O coordenador da Casa Ecoativa, Jaison Lara, afirma que o manifesto também questiona a lógica de um evento historicamente composto por maioria de homens mais velhos, brancos e cisgênero, falando em nome da diversidade de habitantes e territórios.
“Se forem apenas figuras diplomáticas, os poderosos de sempre, tende a ser um evento esvaziado por não considerar os saberes periféricos, quilombolas, indígenas e ribeirinhos”, afirma Lara.
Em um dos encontros promovidos, Lara conversou com mais de 200 crianças. “São essas as principais pessoas enfrentando os desastres ambientais que vêm acontecendo. A gente está deixando um planeta em colapso e esse fardo não é deles. Não há política pública que atenda essa faixa etária, que olhe para essas crianças”, diz.
A questão da moradia
Uma causa central para quem vive nas periferias é o direito à moradia, especialmente em áreas como o extremo-sul de São Paulo, onde há casas irregulares construídas nas chamadas APAs (Área de Proteção Ambiental). Nos últimos meses, a Grande São Paulo tem vivido uma série de ações por parte do poder público e decisões judiciais contra ocupações.
“Moradia e meio ambiente devem caminhar juntos”, afirma Clair Helena Santos, 67 anos, coordenadora do movimento de moradia Missionária-Cidade Ademar e da Cecasul (Centro de Cidadania e Ação Social Sul).

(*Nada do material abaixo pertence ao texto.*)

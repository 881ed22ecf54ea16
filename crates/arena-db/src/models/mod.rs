//! Database models module
//!
//! Row types for every table, one file per domain area.

pub mod matches;
pub mod participant;
pub mod ranking;
pub mod tournament;

pub use matches::Match;
pub use participant::Participant;
pub use ranking::{ProcessedMatchEvent, UserScore};
pub use tournament::Tournament;
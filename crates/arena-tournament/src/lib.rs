//! Arena tournament service
//!
//! HTTP surface for tournament lifecycle, participant registration,
//! bracket generation, and match progression. Completed matches are
//! pushed to the ranking service as idempotent match-result events.

pub mod emitter;
pub mod error;
pub mod lifecycle;
pub mod progression;
pub mod routes;
pub mod state;

pub use error::ApiError;
pub use state::AppState;

use axum::{
    routing::{delete, get, patch, post, put},
    Router,
};
use std::sync::Arc;
use tower_http::compression::CompressionLayer;
use tower_http::cors::{Any, CorsLayer};
use tower_http::trace::TraceLayer;
use utoipa::OpenApi;
use utoipa_swagger_ui::SwaggerUi;

/// API Result type
pub type ApiResult<T> = std::result::Result<T, ApiError>;

/// OpenAPI documentation
#[derive(OpenApi)]
#[openapi(
    paths(
        routes::health::health_check,
        routes::tournaments::create_tournament,
        routes::tournaments::list_tournaments,
        routes::tournaments::get_tournament,
        routes::tournaments::transition_status,
        routes::tournaments::get_standings,
        routes::participants::register_participant,
        routes::participants::list_participants,
        routes::participants::check_in_participant,
        routes::matches::generate_bracket,
        routes::matches::list_matches,
        routes::matches::submit_score,
    ),
    components(
        schemas(
            routes::health::HealthResponse,
            routes::tournaments::TournamentResponse,
            routes::tournaments::TournamentListResponse,
            routes::tournaments::CreateTournamentRequest,
            routes::tournaments::UpdateTournamentRequest,
            routes::tournaments::TransitionRequest,
            routes::tournaments::StandingEntry,
            routes::participants::ParticipantResponse,
            routes::participants::RegisterParticipantRequest,
            routes::participants::UpdateParticipantRequest,
            routes::matches::MatchResponse,
            routes::matches::GenerateBracketRequest,
            routes::matches::SubmitScoreRequest,
        )
    ),
    tags(
        (name = "health", description = "Health check endpoints"),
        (name = "tournaments", description = "Tournament lifecycle"),
        (name = "participants", description = "Registration and seeding"),
        (name = "matches", description = "Brackets and score reporting"),
    ),
    info(
        title = "Arena Tournament API",
        version = "0.1.0",
        description = "Tournament lifecycle, brackets, and match progression",
        license(name = "MIT"),
    )
)]
pub struct ApiDoc;

/// Create the API router
pub fn create_router(state: Arc<AppState>) -> Router {
    let api_routes = Router::new()
        // Tournaments
        .route("/tournaments", post(routes::tournaments::create_tournament))
        .route("/tournaments", get(routes::tournaments::list_tournaments))
        .route("/tournaments/:id", get(routes::tournaments::get_tournament))
        .route("/tournaments/:id", patch(routes::tournaments::update_tournament))
        .route("/tournaments/:id", delete(routes::tournaments::delete_tournament))
        .route("/tournaments/:id/status", post(routes::tournaments::transition_status))
        .route("/tournaments/:id/standings", get(routes::tournaments::get_standings))
        // Participants
        .route(
            "/tournaments/:id/participants",
            post(routes::participants::register_participant),
        )
        .route(
            "/tournaments/:id/participants",
            get(routes::participants::list_participants),
        )
        .route(
            "/tournaments/:id/participants/:entry_id",
            patch(routes::participants::update_participant),
        )
        .route(
            "/tournaments/:id/participants/:entry_id",
            delete(routes::participants::unregister_participant),
        )
        .route(
            "/tournaments/:id/participants/:entry_id/check-in",
            post(routes::participants::check_in_participant),
        )
        // Brackets & matches
        .route("/tournaments/:id/bracket", post(routes::matches::generate_bracket))
        .route("/tournaments/:id/matches", get(routes::matches::list_matches))
        .route("/tournaments/:id/matches", delete(routes::matches::delete_matches))
        .route(
            "/tournaments/:id/matches/:match_id/score",
            put(routes::matches::submit_score),
        );

    Router::new()
        .merge(SwaggerUi::new("/swagger-ui").url("/api-docs/openapi.json", ApiDoc::openapi()))
        .route("/health", get(routes::health::health_check))
        .nest("/api/v1", api_routes)
        .layer(CompressionLayer::new())
        .layer(TraceLayer::new_for_http())
        .layer(
            CorsLayer::new()
                .allow_origin(Any)
                .allow_methods(Any)
                .allow_headers(Any),
        )
        .with_state(state)
}

/// Start the API server
pub async fn start_server(state: Arc<AppState>, addr: &str) -> std::io::Result<()> {
    let router = create_router(state);
    let listener = tokio::net::TcpListener::bind(addr).await?;

    tracing::info!("tournament service listening on {addr}");

    axum::serve(listener, router).await
}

Clair entrou no movimento social aos 17 anos e agora foi selecionada entre os ativistas para ir à COP30. “Tendo moradia, compreendi que ela é o canal para todos os outros direitos humanos: saúde, educação, transporte, lazer e tantos outros”, diz ela
Clair é ativista na causa por moradia desde os 17 anos, foi selecionada para ir à COP30. Foto: Isabela Alves/Agência Mural
A carta para a COP propõe o “fim dos despejos e práticas violentas contra ocupações e favelas” e programas voltados a pessoas que vivem em áreas de risco, para que não se encontrem sem ter para onde ir, caso algum evento atinja suas casas.
Ela leva para a COP as principais demandas de comunidades em distritos como Cidade Ademar e Pedreira, regiões que vivenciam as mudanças climáticas de forma intensa, por conviverem à beira de represas ou próximos a córregos de esgoto.
Um exemplo recente de impacto foi a construção de uma ponte na Estrada do Alvarenga, que passa por cima da Represa Billings, um dos maiores reservatórios d’água em São Paulo, o que afetou a fauna e as plantas aquáticas.
“Não adianta os grandões ficarem lá discutindo meio ambiente e combate às enchentes se as periferias e os movimentos sociais não foram representados, né? A gente vive a máxima do nada sobre nós, sem nós”, afirma Clair.